Simon Botherway, a Securities Commission member facing a complaint to the Office of the Ombudsmen from supporters of Allan Hubbard over an alleged conflict of interest in the regulator's role in placing Hubbard into statutory management, played no operational role in any investigation of Hubbard, the Securities Commission says.
Securities Commission general counsel Liam Mason told interest.co.nz that board members of the Securities Commission, such as Botherway, don't play an operational role in investigations.
"Their role is to oversee the performance of the Commission's functions, and to consider certain statutory decisions as required under the law," says Mason.
Botherway, the former executive chairman of Brook Asset Management, has been under fire from both supporters of Hubbard and the opposition Labour Party.
The 'Stand by Hubbard' group recently produced an email copy of a letter sent to them by Chief Ombudsman Beverley Wakem.
In it Wakem says she has decided to investigate the reasonableness of the Securities Commission's policies and procedures relating to the disclosure of actual and potential conflicts of interest, and the extent to which these procedures were followed in the Hubbard case.
And Labour's finance spokesman David Cunliffe has called for Botherway to step aside while the Ombudsman's office conducts an inquiry.
Mason says that in the course of an investigation into Securities Act compliance, after a complaint from an Aorangi investor who had not received a prospectus, certain matters were referred to the Registrar of Companies by Securities Commission staff.
Registrar of Companies Neville Harris then decided to appoint inspectors under the Corporations (Investigation and Management) Act 1989, Mason said, adding that at the same time the Securities Commission asked the Registrar to appoint the inspectors under the Securities Act.

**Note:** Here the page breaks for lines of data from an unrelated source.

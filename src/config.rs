use anyhow::{Context, Result};
use chrono::Datelike;
use finrag_core::Lexicon;
use serde::Deserialize;
use std::path::{Path, PathBuf};

#[derive(Debug, Deserialize, Clone, Default)]
pub struct Config {
    #[serde(default)]
    pub retrieval: RetrievalConfig,
    #[serde(default)]
    pub embedding: EmbeddingConfig,
    #[serde(default)]
    pub index: IndexConfig,
    #[serde(default)]
    pub lexicon: LexiconConfig,
}

#[derive(Debug, Deserialize, Clone)]
pub struct RetrievalConfig {
    #[serde(default = "default_top_k")]
    pub top_k: usize,
    /// Year that relative expressions ("el año pasado") are resolved
    /// against. Defaults to the current local year.
    #[serde(default)]
    pub baseline_year: Option<i32>,
}

impl Default for RetrievalConfig {
    fn default() -> Self {
        Self {
            top_k: default_top_k(),
            baseline_year: None,
        }
    }
}

impl RetrievalConfig {
    pub fn baseline_year(&self) -> i32 {
        self.baseline_year
            .unwrap_or_else(|| chrono::Local::now().year())
    }
}

const BASELINE_YEAR_RANGE: std::ops::RangeInclusive<i32> = 1900..=9999;

fn default_top_k() -> usize {
    8
}

#[derive(Debug, Deserialize, Clone)]
pub struct EmbeddingConfig {
    #[serde(default = "default_provider")]
    pub provider: String,
    #[serde(default)]
    pub model: Option<String>,
    #[serde(default)]
    pub dims: Option<usize>,
    /// Base URL for the Ollama provider.
    #[serde(default)]
    pub url: Option<String>,
    #[serde(default = "default_batch_size")]
    pub batch_size: usize,
    #[serde(default = "default_max_retries")]
    pub max_retries: u32,
    #[serde(default = "default_timeout_secs")]
    pub timeout_secs: u64,
}

impl Default for EmbeddingConfig {
    fn default() -> Self {
        Self {
            provider: "disabled".to_string(),
            model: None,
            dims: None,
            url: None,
            batch_size: 64,
            max_retries: 5,
            timeout_secs: 30,
        }
    }
}

fn default_provider() -> String {
    "disabled".to_string()
}
fn default_batch_size() -> usize {
    64
}
fn default_max_retries() -> u32 {
    5
}
fn default_timeout_secs() -> u64 {
    30
}

impl EmbeddingConfig {
    pub fn is_enabled(&self) -> bool {
        self.provider != "disabled"
    }
}

#[derive(Debug, Deserialize, Clone)]
pub struct IndexConfig {
    /// JSONL export of the vector index (one chunk + embedding per line).
    #[serde(default = "default_snapshot")]
    pub snapshot: PathBuf,
}

impl Default for IndexConfig {
    fn default() -> Self {
        Self {
            snapshot: default_snapshot(),
        }
    }
}

fn default_snapshot() -> PathBuf {
    PathBuf::from("data/index.jsonl")
}

#[derive(Debug, Deserialize, Clone, Default)]
pub struct LexiconConfig {
    /// Replaces the built-in category lexicon when set.
    #[serde(default)]
    pub path: Option<PathBuf>,
}

impl LexiconConfig {
    pub fn load(&self) -> Result<Lexicon> {
        match &self.path {
            Some(path) => Lexicon::load(path),
            None => Ok(Lexicon::builtin()),
        }
    }
}

impl Config {
    /// Defaults for commands that can run without a config file.
    pub fn minimal() -> Self {
        Self::default()
    }
}

pub fn load_config(path: &Path) -> Result<Config> {
    let content = std::fs::read_to_string(path)
        .with_context(|| format!("Failed to read config file: {}", path.display()))?;

    let config: Config = toml::from_str(&content).with_context(|| "Failed to parse config file")?;

    validate(&config)?;
    Ok(config)
}

fn validate(config: &Config) -> Result<()> {
    // Validate retrieval
    if config.retrieval.top_k < 1 {
        anyhow::bail!("retrieval.top_k must be >= 1");
    }
    if let Some(year) = config.retrieval.baseline_year {
        if !BASELINE_YEAR_RANGE.contains(&year) {
            anyhow::bail!(
                "retrieval.baseline_year must be between {} and {}, got {}",
                BASELINE_YEAR_RANGE.start(),
                BASELINE_YEAR_RANGE.end(),
                year
            );
        }
    }

    // Validate embedding
    match config.embedding.provider.as_str() {
        "disabled" | "openai" | "ollama" | "local" => {}
        other => anyhow::bail!(
            "Unknown embedding provider: '{}'. Must be disabled, openai, ollama, or local.",
            other
        ),
    }

    if config.embedding.is_enabled() {
        if config.embedding.dims.is_none() || config.embedding.dims == Some(0) {
            anyhow::bail!(
                "embedding.dims must be > 0 when provider is '{}'",
                config.embedding.provider
            );
        }
        if config.embedding.model.is_none() {
            anyhow::bail!(
                "embedding.model must be specified when provider is '{}'",
                config.embedding.provider
            );
        }
        if config.embedding.batch_size == 0 {
            anyhow::bail!("embedding.batch_size must be > 0");
        }
    }

    Ok(())
}
//! `ask`, `signals` and `repl` commands.
//!
//! These are the only functions in the crate that print to stdout; logs go
//! to stderr through `tracing`.

use anyhow::{bail, Context, Result};
use finrag_core::retrieve::Attempt;
use finrag_core::{
    Embedder, Evidence, FilterOverride, InMemoryIndex, RetrievalFilter, Retrieval,
    RetrieveRequest, Retriever, SignalMatch, VectorIndex,
};
use std::fmt::Write as _;
use std::io::Write;
use tokio::io::{AsyncBufRead, AsyncBufReadExt};

use crate::config::Config;
use crate::embedding::EmbeddingClient;
use crate::snapshot::load_snapshot;

const SNIPPET_CHARS: usize = 240;
const EXIT_WORDS: [&str; 3] = ["exit", "salir", "quit"];

/// Options for a single `ask` invocation.
#[derive(Debug, Clone, Default)]
pub struct AskOptions {
    pub top_k: Option<usize>,
    pub filter_override: Option<FilterOverride>,
    pub debug: bool,
    pub json: bool,
}

/// Wire up lexicon, embedding client and index snapshot from config.
pub fn build_retriever(cfg: &Config) -> Result<Retriever<EmbeddingClient, InMemoryIndex>> {
    let lexicon = cfg.lexicon.load()?;
    let index = load_snapshot(&cfg.index.snapshot)?;
    let embedder = EmbeddingClient::new(&cfg.embedding)?;

    if let (Some(expected), Some(actual)) = (embedder.dims(), index.dims()) {
        if embedder.provider() != "disabled" && expected != actual {
            bail!(
                "embedding.dims is {} but the index snapshot holds {}-dim vectors",
                expected,
                actual
            );
        }
    }

    Ok(Retriever::new(
        lexicon,
        embedder,
        index,
        cfg.retrieval.baseline_year(),
    ))
}

/// Parse a `--where` JSON object into a filter.
pub fn parse_where(json: &str) -> Result<RetrievalFilter> {
    serde_json::from_str(json).with_context(|| {
        format!(
            "Invalid --where filter (expected a JSON object of string, integer or bool values): {}",
            json
        )
    })
}

pub async fn run_ask(cfg: &Config, question: &str, opts: AskOptions) -> Result<()> {
    let retriever = build_retriever(cfg)?;
    let top_k = opts.top_k.unwrap_or(cfg.retrieval.top_k);

    let mut request = RetrieveRequest::new(question, top_k);
    request.filter_override = opts.filter_override;

    let retrieval = retriever.retrieve(&request).await?;

    if opts.json {
        println!("{}", serde_json::to_string_pretty(&retrieval)?);
        return Ok(());
    }

    if opts.debug {
        print!("{}", format_trace(&retrieval));
    }
    print!("{}", format_evidence(&retrieval.evidence));
    Ok(())
}

/// Print the signal trace for a question. Needs no embedding or index.
pub fn run_signals(cfg: &Config, question: &str) -> Result<()> {
    let lexicon = cfg.lexicon.load()?;
    let signal = finrag_core::detect_signals(question, &lexicon, cfg.retrieval.baseline_year());
    println!("{}", serde_json::to_string_pretty(&signal)?);
    Ok(())
}

pub async fn run_repl(cfg: &Config, top_k: Option<usize>) -> Result<()> {
    let retriever = build_retriever(cfg)?;
    let top_k = top_k.unwrap_or(cfg.retrieval.top_k);
    let stdin = tokio::io::BufReader::new(tokio::io::stdin());
    repl_loop(&retriever, stdin, &mut std::io::stdout(), top_k).await
}

/// Question loop over any line source.
///
/// Blank lines are skipped; `exit`, `salir` or `quit` (any case) and end of
/// input stop the loop. A failing question is reported and the loop goes on.
pub async fn repl_loop<E, I, R, W>(
    retriever: &Retriever<E, I>,
    reader: R,
    out: &mut W,
    top_k: usize,
) -> Result<()>
where
    E: Embedder,
    I: VectorIndex,
    R: AsyncBufRead + Unpin,
    W: Write,
{
    let mut lines = reader.lines();

    loop {
        write!(out, "Pregunta: ")?;
        out.flush()?;

        let Some(line) = lines.next_line().await? else {
            writeln!(out)?;
            break;
        };
        let question = line.trim();
        if question.is_empty() {
            continue;
        }
        if EXIT_WORDS.contains(&question.to_lowercase().as_str()) {
            break;
        }

        match retriever.retrieve(&RetrieveRequest::new(question, top_k)).await {
            Ok(retrieval) => {
                write!(out, "{}", format_signal_line(&retrieval.signal))?;
                write!(out, "{}", format_evidence(&retrieval.evidence))?;
            }
            Err(e) => {
                writeln!(out, "Error: {:#}", anyhow::Error::from(e))?;
            }
        }
    }

    Ok(())
}

/// Numbered evidence lines, or `No evidence.` for an empty list.
pub fn format_evidence(evidence: &[Evidence]) -> String {
    let mut s = String::new();
    if evidence.is_empty() {
        s.push_str("No evidence.\n");
        return s;
    }

    for (i, ev) in evidence.iter().enumerate() {
        let _ = writeln!(
            s,
            "[{}] {} pág.{} | dist={:.4}",
            i + 1,
            ev.metadata.doc_id,
            ev.metadata.page_number,
            ev.distance
        );
        let _ = writeln!(s, "    chunk_id={}", ev.chunk_id);
        let snippet: String = ev.text.chars().take(SNIPPET_CHARS).collect();
        let _ = writeln!(s, "    {}", snippet.replace('\n', " "));
    }
    s
}

fn format_signal_line(signal: &SignalMatch) -> String {
    format!(
        "signal={} score={} where={}\n",
        signal.key, signal.score, signal.filter
    )
}

fn format_attempt(n: usize, attempt: &Attempt) -> String {
    let stage = serde_json::to_value(attempt.stage)
        .ok()
        .and_then(|v| v.as_str().map(str::to_string))
        .unwrap_or_default();
    format!(
        "  attempt {} [{}] where={} -> {} hits\n",
        n, stage, attempt.filter, attempt.hits
    )
}

/// Human-readable signal and attempt trace for `ask --debug`.
pub fn format_trace(retrieval: &Retrieval) -> String {
    let signal = &retrieval.signal;
    let debug = &signal.debug;
    let mut s = format_signal_line(signal);

    if let Some(reason) = &debug.reason {
        let _ = writeln!(s, "  reason: {}", reason);
    }
    if !debug.phrase_hits.is_empty() {
        let _ = writeln!(s, "  phrases: {}", debug.phrase_hits.join(", "));
    }
    if !debug.word_hits.is_empty() {
        let _ = writeln!(s, "  words: {}", debug.word_hits.join(", "));
    }
    if let Some(year) = debug.year {
        let _ = writeln!(
            s,
            "  year: {} ({:?} via {:?}, baseline {})",
            year,
            debug.year_source,
            debug.year_trigger.as_deref().unwrap_or(""),
            debug.baseline_year
        );
    }
    if let Some(period) = &debug.period {
        let _ = writeln!(s, "  period: {}", period);
    }
    if let Some(tie) = debug.tie_break {
        let _ = writeln!(s, "  tie-break: {:?}", tie);
    }
    if let Some(p) = &debug.period_signal {
        let _ = writeln!(s, "  period signal: {} ({})", p.label, p.trigger);
    }
    for t in &debug.topic_signals {
        let _ = writeln!(s, "  topic: {} ({})", t.label, t.triggers.join(", "));
    }
    for (i, attempt) in retrieval.attempts.iter().enumerate() {
        s.push_str(&format_attempt(i + 1, attempt));
    }
    s
}

#[cfg(test)]
mod tests {
    use super::*;
    use async_trait::async_trait;
    use finrag_core::{ChunkRecord, ChunkType, Lexicon};

    struct ConstEmbedder;

    #[async_trait]
    impl Embedder for ConstEmbedder {
        async fn embed(&self, texts: &[String]) -> anyhow::Result<Vec<Vec<f32>>> {
            Ok(texts.iter().map(|_| vec![1.0, 0.0]).collect())
        }
    }

    struct DownEmbedder;

    #[async_trait]
    impl Embedder for DownEmbedder {
        async fn embed(&self, _texts: &[String]) -> anyhow::Result<Vec<Vec<f32>>> {
            anyhow::bail!("service unavailable")
        }
    }

    fn index() -> InMemoryIndex {
        let idx = InMemoryIndex::new();
        idx.insert(
            ChunkRecord {
                doc_id: "eeff_2024".to_string(),
                source_path: "data/raw/eeff_2024.pdf".to_string(),
                year: Some(2024),
                doc_type: "financial_statements".to_string(),
                audited: true,
                period: "no_definido".to_string(),
                page_number: 7,
                chunk_id: ChunkRecord::derive_chunk_id("eeff_2024", 7, ChunkType::Text, 0),
                chunk_index: 0,
                chunk_text: "Utilidad neta del ejercicio".to_string(),
                chunk_type: ChunkType::Text,
            },
            vec![1.0, 0.0],
        )
        .unwrap();
        idx
    }

    #[test]
    fn test_parse_where() {
        let f = parse_where(r#"{"doc_type":"important_facts","year":2023}"#).unwrap();
        assert_eq!(f.len(), 2);
        assert!(parse_where("[1,2]").is_err());
        assert!(parse_where(r#"{"year":null}"#).is_err());
    }

    #[test]
    fn test_format_evidence_empty() {
        assert_eq!(format_evidence(&[]), "No evidence.\n");
    }

    #[tokio::test]
    async fn test_format_evidence_lines() {
        let r = Retriever::new(Lexicon::builtin(), ConstEmbedder, index(), 2025);
        let out = r
            .retrieve(&RetrieveRequest::new("utilidad neta 2024", 3))
            .await
            .unwrap();
        let text = format_evidence(&out.evidence);
        assert!(text.starts_with("[1] eeff_2024 pág.7 | dist=0.0000\n"));
        assert!(text.contains("chunk_id=eeff_2024_p007_c_000"));

        let trace = format_trace(&out);
        assert!(trace.contains("signal=financial_statements"));
        assert!(trace.contains("attempt 1 [initial]"));
    }

    #[tokio::test]
    async fn test_repl_loop() {
        let r = Retriever::new(Lexicon::builtin(), ConstEmbedder, index(), 2025);
        let input: &[u8] = b"   \nutilidad del a\xc3\xb1o pasado\nSALIR\nventas\n";
        let mut out = Vec::new();
        repl_loop(&r, input, &mut out, 3).await.unwrap();
        let out = String::from_utf8(out).unwrap();

        assert_eq!(out.matches("Pregunta: ").count(), 3);
        assert_eq!(out.matches("[1] eeff_2024").count(), 1);
        assert!(out.contains(r#"where={"doc_type":"financial_statements","year":2024}"#));
    }

    #[tokio::test]
    async fn test_repl_continues_after_error() {
        let r = Retriever::new(Lexicon::builtin(), DownEmbedder, index(), 2025);
        let input: &[u8] = b"ventas\nutilidad\n";
        let mut out = Vec::new();
        repl_loop(&r, input, &mut out, 3).await.unwrap();
        let out = String::from_utf8(out).unwrap();
        assert_eq!(out.matches("Error: ").count(), 2);
        assert!(out.contains("service unavailable"));
    }
}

A report was then prepared by the inspectors. Mason says this report was provided to the Securities Commission to consider questions of statutory management.
"The Commission considered the report on (Friday) 18 June 2010, and made a recommendation to the Government that Aorangi Securities Limited, various trusts, and Mr & Mrs Hubbard be placed in statutory management," says Mason.
Mason says Botherway was one member of a division of the Securities Commission that formally appointed inspectors under section 67 of the Securities Act, on the recommendation of Securities Commission staff.
"Mr Botherway was also on the division that considered the report of the Registrar of Companies into the company and recommended statutory management."
Commerce Minister Simon Power announced the appointment of Trevor Thornton and Richard Simpson of Grant Thornton as statutory managers on Sunday June 20.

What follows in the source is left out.